Paulistanos foram às ruas pedir “fora, Doria” A tradição popular diz que o sábado que antecede a Páscoa é o Dia de Aleluia, dia de “malhar o Judas”. Principalmente no interior, as pessoas costumam fazer um boneco de pano e pendurar no portão da casa do seu desafeto para em seguida surra-lo. Mas ontem (11) na capital paulista o desafeto de uma parte da população foi “surrado” de uma forma diferente. Aliás, dois desafetos.
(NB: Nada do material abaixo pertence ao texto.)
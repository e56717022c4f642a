//! # Offline Sync Module
//!
//! Keeps a disconnected on-device replica in step with a media server.
//!
//! ## Overview
//!
//! One sync run targets one server and executes four phases in a fixed order:
//! - Upload actions queued while offline, then clear them locally
//! - Reconcile the local inventory with the server (removals only)
//! - Fetch newly prepared content: media body, artwork, subtitles
//! - Reconcile again, this time propagating per-item access lists
//!
//! Phase-level failures abort the run. These include any failure to read, upload
//! or clear the action queue, a failed reconciliation request, and a failure
//! to list the job items that are ready for this device. Failures of a single
//! removal, access update, job item, image slot or subtitle file are logged
//! and skipped.
//!
//! ## Components
//!
//! - **Offline Action Reporter** (`action_reporter`): At-least-once upload of the action queue
//! - **Data Reconciler** (`reconciler`): Removal and access-list diffing
//! - **Content Fetcher** (`fetcher`): Sequential job item transfer with image slots and subtitle matching
//! - **Offline Sync Engine** (`engine`): Phase ordering, run guard, timeout and events

pub mod action_reporter;
pub mod engine;
pub mod error;
pub mod fetcher;
pub mod reconciler;
pub mod run;

pub use action_reporter::OfflineActionReporter;
pub use engine::{OfflineSyncEngine, SyncConfig};
pub use error::{Result, SyncError};
pub use fetcher::{find_subtitle_stream, image_slots, ContentFetcher, ImageSlot, MissingStreamPolicy};
pub use reconciler::DataReconciler;
pub use run::{FetchSummary, ReconcileSummary, SyncRunId, SyncRunStats};
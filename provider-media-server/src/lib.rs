//! # Media Server Provider
//!
//! Implements `MediaServerClient` for a media server's sync API.
//!
//! ## Overview
//!
//! This module provides:
//! - Offline action upload and inventory reconciliation
//! - Ready job item listing and transfer acknowledgment
//! - Download URL builders for media files, images and additional files
//! - Retry with exponential backoff for idempotent reads

pub mod connector;
pub mod error;

pub use connector::MediaServerConnector;
pub use error::{MediaServerError, Result};
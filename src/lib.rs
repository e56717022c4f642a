//! Workspace facade crate.
//!
//! Re-exports the offline sync engine, its host contracts and runtime so host
//! applications can depend on `media-sync-workspace` alone. The
//! `http-provider` feature (on by default) adds the HTTP `MediaServerClient`.

pub use bridge_traits;
pub use core_offline_sync;
pub use core_runtime;

#[cfg(feature = "http-provider")]
pub use provider_media_server;

pub use core_offline_sync::{OfflineSyncEngine, SyncConfig, SyncError};
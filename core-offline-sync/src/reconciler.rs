//! # Data Reconciler
//!
//! Exchanges the local inventory with the server and applies its verdict.
//!
//! ## Workflow
//!
//! 1. Enumerate local item ids for the server
//! 2. Send a [`ReconciliationRequest`] and receive the result
//! 3. Remove every item the server no longer wants on the device
//! 4. Optionally rewrite per-item access lists that changed
//!
//! Only the enumeration and the request itself can fail the call. Removal and
//! access updates are isolated per item: a failure is logged and the next item
//! is attempted. The call returns only after both sub-phases have settled.
//!
//! The orchestrator runs this twice: once before fetching new content without
//! access propagation, and once after with it, so freshly created items
//! receive their access lists in the same run.

use crate::run::ReconcileSummary;
use crate::{Result, SyncError};
use bridge_traits::{
    ItemUserAccess, MediaServerClient, OfflineStore, ReconciliationRequest, ServerTarget,
};
use std::sync::Arc;
use tracing::{debug, info, instrument, warn};

/// Result of applying one access list.
#[derive(Debug, Clone, Copy, PartialEq, Eq)]
enum AccessOutcome {
    Updated,
    Unchanged,
    NotHeldLocally,
}

pub struct DataReconciler {
    client: Arc<dyn MediaServerClient>,
    store: Arc<dyn OfflineStore>,
}

impl DataReconciler {
    pub fn new(client: Arc<dyn MediaServerClient>, store: Arc<dyn OfflineStore>) -> Self {
        Self { client, store }
    }

    #[instrument(skip(self, target), fields(server_id = %target.server_id))]
    pub async fn reconcile(
        &self,
        target: &ServerTarget,
        propagate_access: bool,
    ) -> Result<ReconcileSummary> {
        let local_item_ids = self
            .store
            .get_server_item_ids(&target.server_id)
            .await
            .map_err(SyncError::storage("get_server_item_ids"))?;

        let request = ReconciliationRequest {
            target_id: self.client.device_id(),
            local_item_ids,
            offline_user_ids: target.offline_user_ids.clone(),
        };

        debug!(
            local_items = request.local_item_ids.len(),
            offline_users = request.offline_user_ids.len(),
            "Sending reconciliation request"
        );

        let result = self
            .client
            .reconcile(&request)
            .await
            .map_err(SyncError::transport("reconcile"))?;

        info!(
            to_remove = result.item_ids_to_remove.len(),
            access_entries = result.item_user_access.len(),
            "Reconciliation result received"
        );

        let mut summary = ReconcileSummary::default();
        self.remove_local_items(target, &result.item_ids_to_remove, &mut summary)
            .await;

        if propagate_access {
            self.sync_user_item_access(target, &result.item_user_access, &mut summary)
                .await;
        }

        Ok(summary)
    }

    async fn remove_local_items(
        &self,
        target: &ServerTarget,
        item_ids: &[String],
        summary: &mut ReconcileSummary,
    ) {
        for item_id in item_ids {
            match self
                .store
                .remove_local_item(&target.server_id, item_id)
                .await
            {
                Ok(()) => {
                    debug!(item_id = %item_id, "Removed local item");
                    summary.items_removed += 1;
                }
                Err(e) => {
                    warn!(item_id = %item_id, error = %e, "Failed to remove local item");
                    summary.removal_failures += 1;
                }
            }
        }
    }

    async fn sync_user_item_access(
        &self,
        target: &ServerTarget,
        access: &ItemUserAccess,
        summary: &mut ReconcileSummary,
    ) {
        for (item_id, user_ids) in access.iter() {
            match self
                .sync_user_access_for_item(&target.server_id, item_id, user_ids)
                .await
            {
                Ok(AccessOutcome::Updated) => {
                    debug!(item_id = %item_id, users = user_ids.len(), "Updated access list");
                    summary.access_lists_updated += 1;
                }
                Ok(AccessOutcome::Unchanged) => {}
                Ok(AccessOutcome::NotHeldLocally) => {
                    debug!(item_id = %item_id, "Access list for item not held locally");
                }
                Err(e) => {
                    warn!(item_id = %item_id, error = %e, "Failed to update access list");
                    summary.access_failures += 1;
                }
            }
        }
    }

    async fn sync_user_access_for_item(
        &self,
        server_id: &str,
        item_id: &str,
        user_ids: &[String],
    ) -> Result<AccessOutcome> {
        let Some(mut local_item) = self
            .store
            .get_local_item(server_id, item_id)
            .await
            .map_err(SyncError::storage("get_local_item"))?
        else {
            return Ok(AccessOutcome::NotHeldLocally);
        };

        if local_item.has_same_access(user_ids) {
            return Ok(AccessOutcome::Unchanged);
        }

        local_item.user_ids_with_access = user_ids.to_vec();
        self.store
            .add_or_update_local_item(&local_item)
            .await
            .map_err(SyncError::storage("add_or_update_local_item"))?;

        Ok(AccessOutcome::Updated)
    }
}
Apoiadores do presidente Jair Bolsonaro, que acusam o governador João Doria de traí-lo, fizeram carreatas contra as medidas restritivas de isolamento social adotadas pelo governo de São Paulo. Em diversas regiões da cidade, eles pediram o impeachment do governador de São Paulo e chamaram a Rede Globo de “traidora da Pátria”.
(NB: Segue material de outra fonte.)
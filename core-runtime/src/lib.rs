//! # Core Runtime Module
//!
//! Foundational runtime infrastructure shared by the offline sync crates:
//! - Logging and tracing infrastructure
//! - Configuration management
//! - Event bus system
//!
//! ## Overview
//!
//! This crate establishes the logging conventions, the fail-fast bridge
//! configuration and the event broadcasting used by `core-offline-sync`.

pub mod config;
pub mod error;
pub mod events;
pub mod logging;

pub use error::{Error, Result};
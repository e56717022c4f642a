//! Error types for the media server provider

use bridge_traits::error::BridgeError;
use thiserror::Error;

/// Media server provider errors
#[derive(Error, Debug)]
pub enum MediaServerError {
    /// API request returned an error status
    #[error("Media server API error (status {status_code}): {message}")]
    ApiError { status_code: u16, message: String },

    /// Failed to parse API response
    #[error("Failed to parse API response: {0}")]
    ParseError(String),

    /// Connector was configured with an unusable value
    #[error("Invalid connector configuration: {0}")]
    InvalidConfig(String),

    /// Bridge error
    #[error(transparent)]
    BridgeError(#[from] BridgeError),
}

/// Result type for media server operations
pub type Result<T> = std::result::Result<T, MediaServerError>;

impl From<MediaServerError> for BridgeError {
    fn from(error: MediaServerError) -> Self {
        match error {
            MediaServerError::ApiError {
                status_code,
                message,
            } => BridgeError::Http {
                status: status_code,
                message,
            },
            MediaServerError::ParseError(msg) => {
                BridgeError::OperationFailed(format!("Parse error: {}", msg))
            }
            MediaServerError::InvalidConfig(msg) => BridgeError::NotAvailable(msg),
            MediaServerError::BridgeError(e) => e,
        }
    }
}
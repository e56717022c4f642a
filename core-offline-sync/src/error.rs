use bridge_traits::BridgeError;
use thiserror::Error;

#[derive(Error, Debug)]
pub enum SyncError {
    #[error("Remote call {operation} failed: {source}")]
    Transport {
        operation: &'static str,
        #[source]
        source: BridgeError,
    },

    #[error("Local store operation {operation} failed: {source}")]
    Storage {
        operation: &'static str,
        #[source]
        source: BridgeError,
    },

    #[error("No subtitle stream with index {index} in the first media source of item {item_id}")]
    MissingSubtitleStream { item_id: String, index: i32 },

    #[error("{operation} timed out after {seconds} seconds")]
    Timeout { operation: String, seconds: u64 },

    #[error("Offline sync already in progress for server {server_id}")]
    SyncInProgress { server_id: String },

    #[error("Invalid sync configuration: {0}")]
    InvalidConfig(String),
}

impl SyncError {
    /// Adapter for `map_err` on media server calls.
    pub fn transport(operation: &'static str) -> impl FnOnce(BridgeError) -> Self {
        move |source| Self::Transport { operation, source }
    }

    /// Adapter for `map_err` on offline store calls.
    pub fn storage(operation: &'static str) -> impl FnOnce(BridgeError) -> Self {
        move |source| Self::Storage { operation, source }
    }
}

pub type Result<T> = std::result::Result<T, SyncError>;

#[cfg(test)]
mod tests {
    use super::*;

    #[test]
    fn test_error_display() {
        let err = SyncError::transport("reconcile")(BridgeError::Http {
            status: 503,
            message: "unavailable".to_string(),
        });
        assert_eq!(
            err.to_string(),
            "Remote call reconcile failed: Remote request failed with status 503: unavailable"
        );

        let err = SyncError::MissingSubtitleStream {
            item_id: "item-1".to_string(),
            index: 3,
        };
        assert!(err.to_string().contains("index 3"));
    }

    #[test]
    fn test_error_source_is_preserved() {
        use std::error::Error as _;

        let err = SyncError::storage("remove_local_item")(BridgeError::Storage(
            "locked".to_string(),
        ));
        let source = err.source().expect("storage errors carry their cause");
        assert_eq!(source.to_string(), "Local store error: locked");
    }
}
De dentro dos seus carros os manifestantes, vários deles usando máscaras cirúrgicas, gritavam "fora Doria" e bordões contra o comunismo como "nossa bandeira jamais será vermelha". Vários veículos levavam bandeiras do Brasil, outros bandeiras de São Paulo, símbolos do império e até a bandeira dos EUA.
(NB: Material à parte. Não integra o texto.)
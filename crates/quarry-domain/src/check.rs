//! Syntactic validation of space UIDs and path depth.
//!
//! Root spaces share the URL top level with the service's own routes, so
//! they carry stricter rules than nested spaces: a longer minimum length
//! and a reserved-word list.

use thiserror::Error;

use crate::paths;

/// Minimum UID length for a nested space.
pub const MIN_UID_LENGTH: usize = 2;
/// Minimum UID length for a root space.
pub const MIN_ROOT_UID_LENGTH: usize = 3;
/// Maximum UID length for any space.
pub const MAX_UID_LENGTH: usize = 100;

/// Maximum number of segments for a space path.
pub const MAX_SPACE_PATH_DEPTH: usize = 9;
/// Maximum number of segments for a repository path (a repository adds one
/// segment under its owning space).
pub const MAX_REPO_PATH_DEPTH: usize = 10;

/// Maximum total length of any path value.
pub const MAX_PATH_LENGTH: usize = 700;

/// Top-level names reserved for the service's own routes.
const RESERVED_ROOT_UIDS: &[&str] = &[
    "api", "git", "admin", "login", "logout", "register", "settings",
];

/// Validation failures for UIDs and path values.
#[derive(Debug, Clone, PartialEq, Eq, Error)]
pub enum CheckError {
    #[error("uid '{uid}' must be between {min} and {max} characters")]
    UidLength { uid: String, min: usize, max: usize },

    #[error(
        "uid '{uid}' must start with a letter or underscore and contain only \
         letters, digits, '-', '_' and '.'"
    )]
    UidInvalid { uid: String },

    #[error("uid '{uid}' is reserved at the top level")]
    UidReserved { uid: String },

    #[error("path must not be empty")]
    PathEmpty,

    #[error("path '{path}' exceeds the maximum depth of {max} segments")]
    PathDepthExceeded { path: String, max: usize },

    #[error("path '{path}' exceeds the maximum length of {max} characters")]
    PathLengthExceeded { path: String, max: usize },
}

fn is_uid_start(c: char) -> bool {
    c.is_ascii_alphabetic() || c == '_'
}

fn is_uid_char(c: char) -> bool {
    c.is_ascii_alphanumeric() || matches!(c, '-' | '_' | '.')
}

/// Validate a space UID. Root spaces get the stricter rule set.
pub fn uid(uid: &str, is_root: bool) -> Result<(), CheckError> {
    let min = if is_root {
        MIN_ROOT_UID_LENGTH
    } else {
        MIN_UID_LENGTH
    };
    if uid.len() < min || uid.len() > MAX_UID_LENGTH {
        return Err(CheckError::UidLength {
            uid: uid.to_string(),
            min,
            max: MAX_UID_LENGTH,
        });
    }

    let mut chars = uid.chars();
    let valid = chars.next().is_some_and(is_uid_start) && chars.all(is_uid_char);
    if !valid {
        return Err(CheckError::UidInvalid {
            uid: uid.to_string(),
        });
    }

    if is_root && RESERVED_ROOT_UIDS.contains(&uid.to_ascii_lowercase().as_str()) {
        return Err(CheckError::UidReserved {
            uid: uid.to_string(),
        });
    }

    Ok(())
}

/// Validate the structural depth and length of a full path value.
pub fn path_depth(path: &str, is_space: bool) -> Result<(), CheckError> {
    if path.is_empty() {
        return Err(CheckError::PathEmpty);
    }
    if path.len() > MAX_PATH_LENGTH {
        return Err(CheckError::PathLengthExceeded {
            path: path.to_string(),
            max: MAX_PATH_LENGTH,
        });
    }
    let max = if is_space {
        MAX_SPACE_PATH_DEPTH
    } else {
        MAX_REPO_PATH_DEPTH
    };
    let depth = paths::segments(path).len();
    if depth > max {
        return Err(CheckError::PathDepthExceeded {
            path: path.to_string(),
            max,
        });
    }
    Ok(())
}

#[cfg(test)]
mod tests {
    use super::*;

    #[test]
    fn accepts_plain_uids() {
        assert!(uid("eng", false).is_ok());
        assert!(uid("team-1", false).is_ok());
        assert!(uid("_internal.v2", false).is_ok());
    }

    #[test]
    fn rejects_bad_characters() {
        assert!(matches!(
            uid("eng/team", false),
            Err(CheckError::UidInvalid { .. })
        ));
        assert!(matches!(
            uid("1team", false),
            Err(CheckError::UidInvalid { .. })
        ));
        assert!(matches!(
            uid("-lead", false),
            Err(CheckError::UidInvalid { .. })
        ));
    }

    #[test]
    fn length_bounds_depend_on_level() {
        // two characters pass as a child but not as a root
        assert!(uid("ab", false).is_ok());
        assert!(matches!(
            uid("ab", true),
            Err(CheckError::UidLength { min: 3, .. })
        ));
        let long = "a".repeat(MAX_UID_LENGTH + 1);
        assert!(matches!(
            uid(&long, false),
            Err(CheckError::UidLength { .. })
        ));
    }

    #[test]
    fn reserved_names_blocked_at_root_only() {
        assert!(matches!(
            uid("api", true),
            Err(CheckError::UidReserved { .. })
        ));
        assert!(matches!(
            uid("Admin", true),
            Err(CheckError::UidReserved { .. })
        ));
        assert!(uid("api", false).is_ok());
    }

    #[test]
    fn depth_limits_differ_by_target() {
        let nine = vec!["seg"; 9].join("/");
        let ten = vec!["seg"; 10].join("/");
        assert!(path_depth(&nine, true).is_ok());
        assert!(matches!(
            path_depth(&ten, true),
            Err(CheckError::PathDepthExceeded { max: 9, .. })
        ));
        assert!(path_depth(&ten, false).is_ok());
    }

    #[test]
    fn empty_and_oversized_paths_rejected() {
        assert_eq!(path_depth("", true), Err(CheckError::PathEmpty));
        let long = "a".repeat(MAX_PATH_LENGTH + 1);
        assert!(matches!(
            path_depth(&long, true),
            Err(CheckError::PathLengthExceeded { .. })
        ));
    }
}
impl NamespaceTx for SqliteTx<'_> {
    fn update_space_opt_lock(
        &mut self,
        space: &Space,
        mutate: &mut dyn FnMut(&mut Space),
    ) -> std::result::Result<Space, StoreError> {
        update_space_opt_q(self.tx, space, mutate)
    }

    fn find_primary_path_locked(
        &mut self,
        target_type: PathTargetType,
        target_id: i64,
    ) -> std::result::Result<SpacePath, StoreError> {
        // exclusivity comes from the connection mutex held by the scope
        find_primary_path_q(self.tx, target_type, target_id)
    }

    fn find_primary_path(
        &self,
        target_type: PathTargetType,
        target_id: i64,
    ) -> std::result::Result<SpacePath, StoreError> {
        find_primary_path_q(self.tx, target_type, target_id)
    }

    fn list_primary_descendants_locked(
        &mut self,
        prefix: &str,
    ) -> std::result::Result<Vec<SpacePath>, StoreError> {
        // byte range over the BINARY collation: LIKE would need wildcard
        // escaping and substr counts characters, not bytes
        let lower = format!("{}{}", prefix, paths::PATH_SEPARATOR);
        let upper = format!("{}{}", prefix, (paths::PATH_SEPARATOR as u8 + 1) as char);
        let mut stmt = self
            .tx
            .prepare(&format!(
                "SELECT {} FROM paths
                 WHERE is_primary = 1 AND value >= ?1 AND value < ?2
                 ORDER BY value",
                PATH_COLUMNS
            ))
            .map_err(|e| storage("list descendants", e))?;
        let rows = stmt
            .query_map(params![lower, upper], row_to_path)
            .map_err(|e| storage("list descendants", e))?;
        let mut found = Vec::new();
        for row in rows {
            found.push(row.map_err(|e| storage("list descendants", e))?);
        }
        Ok(found)
    }

    fn update_path(&mut self, path: &mut SpacePath) -> std::result::Result<(), StoreError> {
        let changed = self
            .tx
            .execute(
                "UPDATE paths SET value = ?1, is_primary = ?2, version = ?3, updated = ?4
                 WHERE id = ?5",
                params![
                    path.value,
                    path.is_primary,
                    path.version + 1,
                    millis(Utc::now()),
                    path.id,
                ],
            )
            .map_err(|e| map_write_err(&path.value, e))?;
        if changed == 0 {
            return Err(StoreError::NotFound(format!("path {}", path.id)));
        }
        path.version += 1;
        path.updated = Utc::now();
        Ok(())
    }

    fn create_path(&mut self, path: &SpacePath) -> std::result::Result<SpacePath, StoreError> {
        create_path_q(self.tx, path)
    }

    fn sync_space_path(
        &mut self,
        space_id: i64,
        path: &str,
    ) -> std::result::Result<(), StoreError> {
        let changed = self
            .tx
            .execute(
                "UPDATE spaces SET path = ?1, version = version + 1, updated = ?2 WHERE id = ?3",
                params![path, millis(Utc::now()), space_id],
            )
            .map_err(|e| storage("sync space path", e))?;
        if changed == 0 {
            return Err(StoreError::NotFound(format!("space {}", space_id)));
        }
        Ok(())
    }
}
O protesto foi convocado pelo WhatsApp em grupos de caminhoneiros e motociclistas e seu ponto de maior adesão foi no começo da noite, quando a avenida Paulista teve trânsito congestionado nos dos sentidos.

A manifestação começou na frente do Ginásio do Ibirapuera, local que vai abrigar o terceiro hospital de campanha da cidade. Um homem na caçamba de uma caminhonete fez um discurso pedindo para as pessoas não assistirem à Globo e à Band e boicotar qualquer marca que anunciar nestes canais. Ele ainda acusou a China de financiar as redes de televisão em associação com Doria.

Os manifestantes seguiram para a avenida Paulista e de lá partiram para a sede da TV Globo na capital paulista. Pelo menos 200 pessoas estavam no local e a maioria desceu do carro. Eles repetiram coros chamando a emissora de traidora da pátria.

Assim como o presidente Bolsonaro, os manifestantes se opõem a medidas de isolamento social e argumentam que o impacto econômico será grave. Alguns carros tinham faixas pedindo a saída de João Doria, considerado traidor por se eleger associando sua imagem à do presidente nas eleições de 2018.